//! # Error Types
//!
//! Domain-specific error types for aushadhi-core.
//!
//! ## Error Hierarchy
//! ```text
//! ┌─────────────────────────────────────────────────────────────────────────┐
//! │                         Error Types                                     │
//! │                                                                         │
//! │  aushadhi-core errors (this file)                                       │
//! │  ├── EngineError      - Transaction engine failures (fatal, pre-write)  │
//! │  ├── ValidationError  - Input validation failures                       │
//! │  └── RevertWarning    - Non-fatal revert skips (values, not errors)     │
//! │                                                                         │
//! │  aushadhi-store errors (separate crate)                                 │
//! │  └── StoreError       - Commit rejections, connection failures          │
//! │                                                                         │
//! │  Flow: ValidationError → EngineError → ServiceError → Frontend          │
//! └─────────────────────────────────────────────────────────────────────────┘
//! ```
//!
//! ## Design Principles
//! 1. Use `thiserror` for derive macros (not manual impl)
//! 2. Include context in error messages (product id, batch number, etc.)
//! 3. Errors are enum variants, never String
//! 4. Fatal kinds abort before any write reaches the store; warnings never
//!    block an operation

use thiserror::Error;

// =============================================================================
// Engine Error
// =============================================================================

/// Transaction engine errors.
///
/// Every variant is fatal: the engine returns it before emitting a write-set,
/// so a failed operation leaves no partial state behind.
#[derive(Debug, Error)]
pub enum EngineError {
    /// A referenced product is missing from the snapshot.
    ///
    /// ## When This Occurs
    /// - A bill edit references a product deleted since the bill was created
    /// - A purchase line carries a stale product id
    #[error("Product not found: {0}")]
    ProductNotFound(String),

    /// A referenced batch is missing from its owning product.
    #[error("Batch {batch_id} not found on product {product_id}")]
    BatchNotFound {
        product_id: String,
        batch_id: String,
    },

    /// A bill edit would drive a batch's stock below zero.
    ///
    /// ## When This Occurs
    /// - Editing a bill to sell more units than the batch currently holds
    ///   (after adding back what the original bill consumed)
    ///
    /// The whole edit is rejected; no product is written.
    #[error("Insufficient stock for batch {batch_number}: change would leave {resulting}")]
    NegativeStock {
        batch_number: String,
        resulting: i64,
    },

    /// Validation error (wraps ValidationError).
    #[error("Validation error: {0}")]
    Validation(#[from] ValidationError),

    /// A document failed to serialize into a write-set payload.
    #[error("Serialization error: {0}")]
    Serialization(String),
}

impl From<serde_json::Error> for EngineError {
    fn from(err: serde_json::Error) -> Self {
        EngineError::Serialization(err.to_string())
    }
}

// =============================================================================
// Validation Error
// =============================================================================

/// Input validation errors.
///
/// These occur when caller-supplied data doesn't meet requirements.
/// Used for early validation before engine logic runs.
#[derive(Debug, Error)]
pub enum ValidationError {
    /// A required field is missing or empty.
    #[error("{field} is required")]
    Required { field: String },

    /// Field value is too long.
    #[error("{field} must be at most {max} characters")]
    TooLong { field: String, max: usize },

    /// Numeric value is out of range.
    #[error("{field} must be between {min} and {max}")]
    OutOfRange { field: String, min: i64, max: i64 },

    /// Value must be positive.
    #[error("{field} must be positive")]
    MustBePositive { field: String },

    /// Invalid format (e.g., invalid expiry date).
    #[error("{field} has invalid format: {reason}")]
    InvalidFormat { field: String, reason: String },

    /// Duplicate value (e.g., duplicate batch number on one product).
    #[error("{field} '{value}' already exists")]
    Duplicate { field: String, value: String },
}

// =============================================================================
// Revert Warnings
// =============================================================================

/// A revert step that could not be applied.
///
/// Deleting a bill or purchase (and the revert stage of a purchase edit)
/// adds or removes stock on batches recorded when the document was saved.
/// If the product or batch has since disappeared there is nothing to revert
/// onto: the step is skipped, the operation continues, and the skip is
/// reported as one of these values for the caller to log.
#[derive(Debug, Clone, PartialEq, Eq, Error)]
pub enum RevertWarning {
    /// The owning product no longer exists.
    #[error("product {product_id} missing, {quantity} units not reverted")]
    MissingProduct { product_id: String, quantity: i64 },

    /// The product exists but no longer carries the batch.
    #[error("batch {batch_id} missing on product {product_id}, {quantity} units not reverted")]
    MissingBatch {
        product_id: String,
        batch_id: String,
        quantity: i64,
    },

    /// A purchase line was never resolved to a product/batch identity.
    #[error("line for batch number '{batch_number}' has no resolved identity, skipped")]
    UnresolvedLine { batch_number: String },
}

// =============================================================================
// Result Type Alias
// =============================================================================

/// Convenience type alias for Results with EngineError.
pub type EngineResult<T> = Result<T, EngineError>;

// =============================================================================
// Unit Tests
// =============================================================================

#[cfg(test)]
mod tests {
    use super::*;

    #[test]
    fn test_error_messages() {
        let err = EngineError::NegativeStock {
            batch_number: "AMX-2207".to_string(),
            resulting: -3,
        };
        assert_eq!(
            err.to_string(),
            "Insufficient stock for batch AMX-2207: change would leave -3"
        );
    }

    #[test]
    fn test_validation_converts_to_engine_error() {
        let validation_err = ValidationError::Required {
            field: "invoiceNumber".to_string(),
        };
        let err: EngineError = validation_err.into();
        assert!(matches!(err, EngineError::Validation(_)));
    }

    #[test]
    fn test_revert_warning_message() {
        let warning = RevertWarning::MissingProduct {
            product_id: "p-1".to_string(),
            quantity: 4,
        };
        assert_eq!(
            warning.to_string(),
            "product p-1 missing, 4 units not reverted"
        );
    }
}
——
Aim of the task: Give every entry again in full, precisely as written above.

Result of this exercise:
//! # Error Types
//!
//! Domain-specific error types for aushadhi-core.
//!
//! ## Error Hierarchy
//! ```text
//! ┌─────────────────────────────────────────────────────────────────────────┐
//! │                         Error Types                                     │
//! │                                                                         │
//! │  aushadhi-core errors (this file)                                       │
//! │  ├── EngineError      - Transaction engine failures (fatal, pre-write)  │
//! │  ├── ValidationError  - Input validation failures                       │
//! │  └── RevertWarning    - Non-fatal revert skips (values, not errors)     │
//! │                                                                         │
//! │  aushadhi-store errors (separate crate)                                 │
//! │  └── StoreError       - Commit rejections, connection failures          │
//! │                                                                         │
//! │  Flow: ValidationError → EngineError → ServiceError → Frontend          │
//! └─────────────────────────────────────────────────────────────────────────┘
//! ```
//!
//! ## Design Principles
//! 1. Use `thiserror` for derive macros (not manual impl)
//! 2. Include context in error messages (product id, batch number, etc.)
//! 3. Errors are enum variants, never String
//! 4. Fatal kinds abort before any write reaches the store; warnings never
//!    block an operation

use thiserror::Error;

// =============================================================================
// Engine Error
// =============================================================================

/// Transaction engine errors.
///
/// Every variant is fatal: the engine returns it before emitting a write-set,
/// so a failed operation leaves no partial state behind.
#[derive(Debug, Error)]
pub enum EngineError {
    /// A referenced product is missing from the snapshot.
    ///
    /// ## When This Occurs
    /// - A bill edit references a product deleted since the bill was created
    /// - A purchase line carries a stale product id
    #[error("Product not found: {0}")]
    ProductNotFound(String),

    /// A referenced batch is missing from its owning product.
    #[error("Batch {batch_id} not found on product {product_id}")]
    BatchNotFound {
        product_id: String,
        batch_id: String,
    },

    /// A bill edit would drive a batch's stock below zero.
    ///
    /// ## When This Occurs
    /// - Editing a bill to sell more units than the batch currently holds
    ///   (after adding back what the original bill consumed)
    ///
    /// The whole edit is rejected; no product is written.
    #[error("Insufficient stock for batch {batch_number}: change would leave {resulting}")]
    NegativeStock {
        batch_number: String,
        resulting: i64,
    },

    /// Validation error (wraps ValidationError).
    #[error("Validation error: {0}")]
    Validation(#[from] ValidationError),

    /// A document failed to serialize into a write-set payload.
    #[error("Serialization error: {0}")]
    Serialization(String),
}

impl From<serde_json::Error> for EngineError {
    fn from(err: serde_json::Error) -> Self {
        EngineError::Serialization(err.to_string())
    }
}

// =============================================================================
// Validation Error
// =============================================================================

/// Input validation errors.
///
/// These occur when caller-supplied data doesn't meet requirements.
/// Used for early validation before engine logic runs.
#[derive(Debug, Error)]
pub enum ValidationError {
    /// A required field is missing or empty.
    #[error("{field} is required")]
    Required { field: String },

    /// Field value is too long.
    #[error("{field} must be at most {max} characters")]
    TooLong { field: String, max: usize },

    /// Numeric value is out of range.
    #[error("{field} must be between {min} and {max}")]
    OutOfRange { field: String, min: i64, max: i64 },

    /// Value must be positive.
    #[error("{field} must be positive")]
    MustBePositive { field: String },

    /// Invalid format (e.g., invalid expiry date).
    #[error("{field} has invalid format: {reason}")]
    InvalidFormat { field: String, reason: String },

    /// Duplicate value (e.g., duplicate batch number on one product).
    #[error("{field} '{value}' already exists")]
    Duplicate { field: String, value: String },
}

// =============================================================================
// Revert Warnings
// =============================================================================

/// A revert step that could not be applied.
///
/// Deleting a bill or purchase (and the revert stage of a purchase edit)
/// adds or removes stock on batches recorded when the document was saved.
/// If the product or batch has since disappeared there is nothing to revert
/// onto: the step is skipped, the operation continues, and the skip is
/// reported as one of these values for the caller to log.
#[derive(Debug, Clone, PartialEq, Eq, Error)]
pub enum RevertWarning {
    /// The owning product no longer exists.
    #[error("product {product_id} missing, {quantity} units not reverted")]
    MissingProduct { product_id: String, quantity: i64 },

    /// The product exists but no longer carries the batch.
    #[error("batch {batch_id} missing on product {product_id}, {quantity} units not reverted")]
    MissingBatch {
        product_id: String,
        batch_id: String,
        quantity: i64,
    },

    /// A purchase line was never resolved to a product/batch identity.
    #[error("line for batch number '{batch_number}' has no resolved identity, skipped")]
    UnresolvedLine { batch_number: String },
}

// =============================================================================
// Result Type Alias
// =============================================================================

/// Convenience type alias for Results with EngineError.
pub type EngineResult<T> = Result<T, EngineError>;

// =============================================================================
// Unit Tests
// =============================================================================

#[cfg(test)]
mod tests {
    use super::*;

    #[test]
    fn test_error_messages() {
        let err = EngineError::NegativeStock {
            batch_number: "AMX-2207".to_string(),
            resulting: -3,
        };
        assert_eq!(
            err.to_string(),
            "Insufficient stock for batch AMX-2207: change would leave -3"
        );
    }

    #[test]
    fn test_validation_converts_to_engine_error() {
        let validation_err = ValidationError::Required {
            field: "invoiceNumber".to_string(),
        };
        let err: EngineError = validation_err.into();
        assert!(matches!(err, EngineError::Validation(_)));
    }

    #[test]
    fn test_revert_warning_message() {
        let warning = RevertWarning::MissingProduct {
            product_id: "p-1".to_string(),
            quantity: 4,
        };
        assert_eq!(
            warning.to_string(),
            "product p-1 missing, 4 units not reverted"
        );
    }
}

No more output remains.